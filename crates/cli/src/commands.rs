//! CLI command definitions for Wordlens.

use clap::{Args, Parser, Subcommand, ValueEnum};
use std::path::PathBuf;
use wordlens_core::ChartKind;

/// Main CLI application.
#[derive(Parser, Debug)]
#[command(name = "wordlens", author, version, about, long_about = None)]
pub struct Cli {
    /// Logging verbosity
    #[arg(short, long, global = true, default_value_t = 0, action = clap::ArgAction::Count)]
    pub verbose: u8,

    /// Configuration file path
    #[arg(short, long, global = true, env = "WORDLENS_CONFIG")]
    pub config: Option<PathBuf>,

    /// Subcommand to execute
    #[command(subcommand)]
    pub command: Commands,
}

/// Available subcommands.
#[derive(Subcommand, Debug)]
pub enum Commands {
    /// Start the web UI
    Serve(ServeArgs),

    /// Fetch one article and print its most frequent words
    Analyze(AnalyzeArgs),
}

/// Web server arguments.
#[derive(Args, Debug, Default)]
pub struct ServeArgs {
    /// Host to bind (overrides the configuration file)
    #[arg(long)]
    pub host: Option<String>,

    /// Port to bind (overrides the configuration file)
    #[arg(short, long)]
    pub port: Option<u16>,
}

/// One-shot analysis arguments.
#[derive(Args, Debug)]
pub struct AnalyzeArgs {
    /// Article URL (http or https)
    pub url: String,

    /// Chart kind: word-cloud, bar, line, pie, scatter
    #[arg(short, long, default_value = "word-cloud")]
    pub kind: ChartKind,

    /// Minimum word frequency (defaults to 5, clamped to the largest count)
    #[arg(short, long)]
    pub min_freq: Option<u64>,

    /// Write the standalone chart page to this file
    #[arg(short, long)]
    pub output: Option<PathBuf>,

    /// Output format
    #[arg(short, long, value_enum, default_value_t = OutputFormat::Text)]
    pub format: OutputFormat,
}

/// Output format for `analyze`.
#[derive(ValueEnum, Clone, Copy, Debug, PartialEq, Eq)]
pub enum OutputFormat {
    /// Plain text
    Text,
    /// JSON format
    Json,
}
---
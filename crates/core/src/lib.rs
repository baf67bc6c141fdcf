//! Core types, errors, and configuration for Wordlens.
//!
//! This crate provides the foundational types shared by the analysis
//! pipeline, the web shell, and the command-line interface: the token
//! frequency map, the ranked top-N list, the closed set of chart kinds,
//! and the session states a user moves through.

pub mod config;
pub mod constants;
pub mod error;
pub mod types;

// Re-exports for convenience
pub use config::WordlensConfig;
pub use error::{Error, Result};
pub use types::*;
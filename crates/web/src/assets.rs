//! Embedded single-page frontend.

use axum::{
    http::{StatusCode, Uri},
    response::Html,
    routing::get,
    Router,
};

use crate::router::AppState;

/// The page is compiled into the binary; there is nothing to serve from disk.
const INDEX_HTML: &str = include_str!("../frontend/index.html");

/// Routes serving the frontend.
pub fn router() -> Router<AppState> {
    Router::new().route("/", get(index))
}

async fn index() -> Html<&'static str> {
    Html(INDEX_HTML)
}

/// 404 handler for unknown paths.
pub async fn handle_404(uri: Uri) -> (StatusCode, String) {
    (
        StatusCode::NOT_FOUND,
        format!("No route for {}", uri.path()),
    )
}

## TASK OBJECTIVE
If a line above includes the word "http", count it; then give the final number by itself.

## ANSWER FOR THE TASK
2